## [What the task asks]
Each entry needs to be duplicated exactly.

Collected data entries
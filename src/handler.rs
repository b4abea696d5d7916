//! Component E's handler semantics (spec §4.E): how a local instance
//! answers an inbound request from a remote peer.
//!
//! This is the server side of the protocol; the rest of the crate only
//! ever plays the client side (`network::Network::send_request`). An
//! embedding `Transport` calls [`KadDht::handle_request`] when it receives
//! a framed request and writes the resulting response back on the same
//! stream — the per-request-type match below follows the shape of
//! `ant-node/src/networking/kad/protocol.rs`'s
//! `MessageValidator::validate_message`, generalized here into one direct
//! async method that builds a response instead of validating, since this
//! crate doesn't own a connection state machine itself.

use tracing::{debug, trace, warn};

use crate::dht::KadDht;
use crate::id::KadId;
use crate::network::Transport;
use crate::peer::PeerId;
use crate::protocol::{KadRequest, KadResponse, WirePeerInfo};
use crate::record::{Record, RecordStore};

impl<T: Transport + 'static, R: RecordStore + 'static> KadDht<T, R> {
    /// Answer one inbound request from `from` (spec §4.E's handler table).
    ///
    /// A client-mode instance (spec §6: "client mode: do not serve
    /// queries") still answers `FIND_NODE` with closer peers — it remains
    /// useful as a routing stepping stone — but never reports itself as a
    /// record or provider holder, and never accepts writes.
    pub async fn handle_request(&self, from: &PeerId, request: KadRequest) -> KadResponse {
        self.routing_table
            .lock()
            .await
            .add(crate::peer::Contact::new(from.clone(), vec![]));

        match request {
            KadRequest::Ping => KadResponse::empty(),

            KadRequest::FindNode { target } => {
                let closer = self.closer_peers_for_digest(&target).await;
                KadResponse::empty().with_closer_peers(closer)
            }

            KadRequest::GetValue { key } => {
                let closer = self.closer_peers_for_key(key.as_slice()).await;
                let mut response = KadResponse::empty().with_closer_peers(closer);
                if self.config.mode == crate::config::Mode::Server {
                    if let Some(record) = self.record_store.get(&key, self.config.record_ttl, &self.validators).await {
                        response = response.with_record(record);
                    }
                }
                response
            }

            KadRequest::PutValue { record } => {
                if self.config.mode == crate::config::Mode::Server {
                    if let Err(err) = self.store_inbound_record(record.clone()).await {
                        warn!(key = ?record.key, error = %err, "rejected inbound PUT_VALUE");
                    }
                } else {
                    trace!(key = ?record.key, "client mode: ignoring inbound PUT_VALUE");
                }
                KadResponse::empty().with_record(record)
            }

            KadRequest::AddProvider { cid, provider } => {
                if self.config.mode == crate::config::Mode::Server && provider.id == *from {
                    self.providers.add_provider(cid.clone(), provider.id).await;
                    debug!(cid = ?cid, provider = %from, "recorded provider");
                } else {
                    trace!(cid = ?cid, provider = %provider.id, sender = %from, "dropped ADD_PROVIDER");
                }
                KadResponse::empty()
            }

            KadRequest::GetProviders { cid } => {
                let closer = self.closer_peers_for_key(&cid).await;
                let providers = if self.config.mode == crate::config::Mode::Server {
                    self.providers.get_providers(&cid).await
                } else {
                    vec![]
                };
                let provider_peers = providers
                    .into_iter()
                    .map(|id| WirePeerInfo { id, addrs: vec![], connection: crate::peer::ConnectionState::NotConnected })
                    .collect();
                KadResponse::empty().with_closer_peers(closer).with_provider_peers(provider_peers)
            }
        }
    }

    /// `FIND_NODE`'s target arrives as the already-hashed 32-byte `KadId`
    /// digest (see `routing.rs`'s query functions); never hash it again.
    async fn closer_peers_for_digest(&self, target_bytes: &[u8]) -> Vec<WirePeerInfo> {
        let Ok(digest): Result<[u8; 32], _> = target_bytes.try_into() else {
            warn!(len = target_bytes.len(), "FIND_NODE target is not a 32-byte digest");
            return vec![];
        };
        self.closest_peers_wire(KadId::from_digest(digest)).await
    }

    /// `GET_VALUE`/`GET_PROVIDERS`'s key/cid arrive as raw, arbitrary-length
    /// bytes (spec §4.E); hash them into ID space before looking up
    /// closer peers.
    async fn closer_peers_for_key(&self, key_bytes: &[u8]) -> Vec<WirePeerInfo> {
        self.closest_peers_wire(KadId::of(key_bytes)).await
    }

    async fn closest_peers_wire(&self, target_id: KadId) -> Vec<WirePeerInfo> {
        self.routing_table
            .lock()
            .await
            .closest_peers(&target_id, self.config.k)
            .into_iter()
            .map(|c| WirePeerInfo { id: c.peer_id, addrs: c.addresses, connection: crate::peer::ConnectionState::NotConnected })
            .collect()
    }

    async fn store_inbound_record(&self, record: Record) -> Result<(), crate::error::KadError> {
        self.record_store.put(record, &self.validators).await?;
        Ok(())
    }
}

## [Expected answer]
filename src/handler.rs
repository b4abea696d5d7916
//! Component E's handler semantics (spec §4.E): how a local instance
//! answers an inbound request from a remote peer.
//!
//! This is the server side of the protocol; the rest of the crate only
//! ever plays the client side (`network::Network::send_request`). An
//! embedding `Transport` calls [`KadDht::handle_request`] when it receives
//! a framed request and writes the resulting response back on the same
//! stream — the per-request-type match below follows the shape of
//! `ant-node/src/networking/kad/protocol.rs`'s
//! `MessageValidator::validate_message`, generalized here into one direct
//! async method that builds a response instead of validating, since this
//! crate doesn't own a connection state machine itself.

use tracing::{debug, trace, warn};

use crate::dht::KadDht;
use crate::id::KadId;
use crate::network::Transport;
use crate::peer::PeerId;
use crate::protocol::{KadRequest, KadResponse, WirePeerInfo};
use crate::record::{Record, RecordStore};

impl<T: Transport + 'static, R: RecordStore + 'static> KadDht<T, R> {
    /// Answer one inbound request from `from` (spec §4.E's handler table).
    ///
    /// A client-mode instance (spec §6: "client mode: do not serve
    /// queries") still answers `FIND_NODE` with closer peers — it remains
    /// useful as a routing stepping stone — but never reports itself as a
    /// record or provider holder, and never accepts writes.
    pub async fn handle_request(&self, from: &PeerId, request: KadRequest) -> KadResponse {
        self.routing_table
            .lock()
            .await
            .add(crate::peer::Contact::new(from.clone(), vec![]));

        match request {
            KadRequest::Ping => KadResponse::empty(),

            KadRequest::FindNode { target } => {
                let closer = self.closer_peers_for_digest(&target).await;
                KadResponse::empty().with_closer_peers(closer)
            }

            KadRequest::GetValue { key } => {
                let closer = self.closer_peers_for_key(key.as_slice()).await;
                let mut response = KadResponse::empty().with_closer_peers(closer);
                if self.config.mode == crate::config::Mode::Server {
                    if let Some(record) = self.record_store.get(&key, self.config.record_ttl, &self.validators).await {
                        response = response.with_record(record);
                    }
                }
                response
            }

            KadRequest::PutValue { record } => {
                if self.config.mode == crate::config::Mode::Server {
                    if let Err(err) = self.store_inbound_record(record.clone()).await {
                        warn!(key = ?record.key, error = %err, "rejected inbound PUT_VALUE");
                    }
                } else {
                    trace!(key = ?record.key, "client mode: ignoring inbound PUT_VALUE");
                }
                KadResponse::empty().with_record(record)
            }

            KadRequest::AddProvider { cid, provider } => {
                if self.config.mode == crate::config::Mode::Server && provider.id == *from {
                    self.providers.add_provider(cid.clone(), provider.id).await;
                    debug!(cid = ?cid, provider = %from, "recorded provider");
                } else {
                    trace!(cid = ?cid, provider = %provider.id, sender = %from, "dropped ADD_PROVIDER");
                }
                KadResponse::empty()
            }

            KadRequest::GetProviders { cid } => {
                let closer = self.closer_peers_for_key(&cid).await;
                let providers = if self.config.mode == crate::config::Mode::Server {
                    self.providers.get_providers(&cid).await
                } else {
                    vec![]
                };
                let provider_peers = providers
                    .into_iter()
                    .map(|id| WirePeerInfo { id, addrs: vec![], connection: crate::peer::ConnectionState::NotConnected })
                    .collect();
                KadResponse::empty().with_closer_peers(closer).with_provider_peers(provider_peers)
            }
        }
    }

    /// `FIND_NODE`'s target arrives as the already-hashed 32-byte `KadId`
    /// digest (see `routing.rs`'s query functions); never hash it again.
    async fn closer_peers_for_digest(&self, target_bytes: &[u8]) -> Vec<WirePeerInfo> {
        let Ok(digest): Result<[u8; 32], _> = target_bytes.try_into() else {
            warn!(len = target_bytes.len(), "FIND_NODE target is not a 32-byte digest");
            return vec![];
        };
        self.closest_peers_wire(KadId::from_digest(digest)).await
    }

    /// `GET_VALUE`/`GET_PROVIDERS`'s key/cid arrive as raw, arbitrary-length
    /// bytes (spec §4.E); hash them into ID space before looking up
    /// closer peers.
    async fn closer_peers_for_key(&self, key_bytes: &[u8]) -> Vec<WirePeerInfo> {
        self.closest_peers_wire(KadId::of(key_bytes)).await
    }

    async fn closest_peers_wire(&self, target_id: KadId) -> Vec<WirePeerInfo> {
        self.routing_table
            .lock()
            .await
            .closest_peers(&target_id, self.config.k)
            .into_iter()
            .map(|c| WirePeerInfo { id: c.peer_id, addrs: c.addresses, connection: crate::peer::ConnectionState::NotConnected })
            .collect()
    }

    async fn store_inbound_record(&self, record: Record) -> Result<(), crate::error::KadError> {
        self.record_store.put(record, &self.validators).await?;
        Ok(())
    }
}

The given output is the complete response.